### Exercise
Find and copy each line of the data that includes "commands".

### Source records
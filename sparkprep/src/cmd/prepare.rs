//! The `prepare` subcommand.

use anyhow::Context;
use sparkprep_common::{
    prelude::{Config, Layout, Path, PathBuf},
    secret::{build_options, Role},
    submit::{spark_submit_command, write_script, SubmitScript},
    tracing::debug,
};
use structopt::StructOpt;

use super::materialize::materialize_file;
use crate::manifest::AppManifest;

/// Do everything needed to launch an application described by a manifest.
#[derive(Debug, StructOpt)]
pub struct Opt {
    /// Write each resource all-or-nothing.
    #[structopt(long = "atomic")]
    atomic: bool,

    /// A YAML application manifest.
    #[structopt(parse(from_os_str))]
    manifest: PathBuf,
}

/// Prepare the application and print the path of its launch script.
pub fn run(config: &Config, opt: &Opt) -> anyhow::Result<()> {
    let manifest = AppManifest::from_file(&opt.manifest)?;
    let base_dir = opt.manifest.parent().unwrap_or_else(|| Path::new("."));
    let script = prepare(&Layout::new(config), &manifest, base_dir, opt.atomic)?;
    println!("{}", script.path.display());
    Ok(())
}

/// Materialize the manifest's resources, build launcher options, and write
/// the launch script. Resource paths are relative to `base_dir`.
///
/// If a resource can't be written, we remove the application's directory
/// before returning the error, so a retry starts from scratch.
pub fn prepare(
    layout: &Layout,
    manifest: &AppManifest,
    base_dir: &Path,
    atomic: bool,
) -> anyhow::Result<SubmitScript> {
    let (namespace, name) = (&manifest.namespace, &manifest.name);

    let mut conf_options = vec![];
    for resource in &manifest.resources {
        let path = base_dir.join(&resource.file);
        let result = match materialize_file(layout, namespace, name, &path, atomic) {
            Ok(result) => result,
            Err(err) => {
                layout.remove_application_tree(namespace, name);
                return Err(err);
            }
        };
        debug!("wrote {:?} to {}", result.written_keys, result.base_path.display());
        if let Some(key) = &resource.conf {
            conf_options.push(format!("{}={}", key, result.base_path.display()));
        }
    }
    conf_options.extend(build_options(Role::Driver, &manifest.driver.secrets));
    conf_options.extend(build_options(Role::Executor, &manifest.executor.secrets));
    conf_options.extend(manifest.submit.conf.iter().cloned());

    let command = spark_submit_command(&manifest.submit.command, &conf_options, &manifest.submit.args);
    let commands = vec!["#!/bin/sh".to_owned(), command];
    write_script(layout, namespace, name, &commands)
        .with_context(|| format!("could not write launch script for {}/{}", namespace, name))
}

#[cfg(test)]
const CONFIG_MAP: &str = r#"{
  "kind": "ConfigMap",
  "metadata": { "name": "hadoop-conf" },
  "data": { "core-site.xml": "<configuration/>" }
}"#;

#[cfg(test)]
fn manifest(resources: &str) -> AppManifest {
    let yaml = format!(
        r#"
namespace: spark
name: pi
resources: {}
executor:
  secrets:
    - name: token
      path: /mnt/token
      secretType: HadoopDelegationToken
submit:
  command: spark-submit
  args: ["/opt/app.jar"]
"#,
        resources,
    );
    serde_yaml::from_str(&yaml).expect("parse error")
}

#[cfg(test)]
fn layout_in(tmp: &tempfile::TempDir) -> Layout {
    Layout::new(&Config {
        mount_root: tmp.path().join("mnt"),
        debug_mode: false,
    })
}

#[test]
fn prepare_writes_resources_and_script() {
    let tmp = tempfile::TempDir::new().unwrap();
    std::fs::write(tmp.path().join("hadoop-conf.json"), CONFIG_MAP).unwrap();
    let layout = layout_in(&tmp);
    let manifest = manifest(
        r#"[{ "file": "hadoop-conf.json", "conf": "spark.kubernetes.hadoop.configMapName" }]"#,
    );

    let script = prepare(&layout, &manifest, tmp.path(), false).unwrap();

    let conf_dir = tmp.path().join("mnt/spark/pi/hadoop-conf");
    assert_eq!(
        std::fs::read_to_string(conf_dir.join("core-site.xml")).unwrap(),
        "<configuration/>",
    );
    let expected = format!(
        "#!/bin/sh\n\
         spark-submit \
         --conf spark.kubernetes.hadoop.configMapName={} \
         --conf spark.kubernetes.executor.secrets.token=/mnt/token \
         --conf spark.executorEnv.HADOOP_TOKEN_FILE_LOCATION=/mnt/token/hadoop.token \
         /opt/app.jar\n",
        conf_dir.display(),
    );
    assert_eq!(std::fs::read_to_string(&script.path).unwrap(), expected);
    assert_eq!(script.path.parent().unwrap(), layout.application_dir("spark", "pi").unwrap());
    assert_eq!(
        manifest.executor.secrets,
        vec![sparkprep_common::secret::SecretMountSpec {
            name: "token".to_owned(),
            path: "/mnt/token".to_owned(),
            kind: sparkprep_common::secret::SecretKind::HadoopDelegationToken,
        }],
    );
}

#[test]
fn failed_resource_cleans_up_application() {
    let tmp = tempfile::TempDir::new().unwrap();
    std::fs::write(tmp.path().join("hadoop-conf.json"), CONFIG_MAP).unwrap();
    let layout = layout_in(&tmp);
    let manifest = manifest(r#"[{ "file": "hadoop-conf.json" }, { "file": "missing.json" }]"#);

    assert!(prepare(&layout, &manifest, tmp.path(), false).is_err());
    assert!(!layout.application_dir("spark", "pi").unwrap().exists());
}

### Expected answer
    let commands = vec!["#!/bin/sh".to_owned(), command];
    write_script(layout, namespace, name, &commands)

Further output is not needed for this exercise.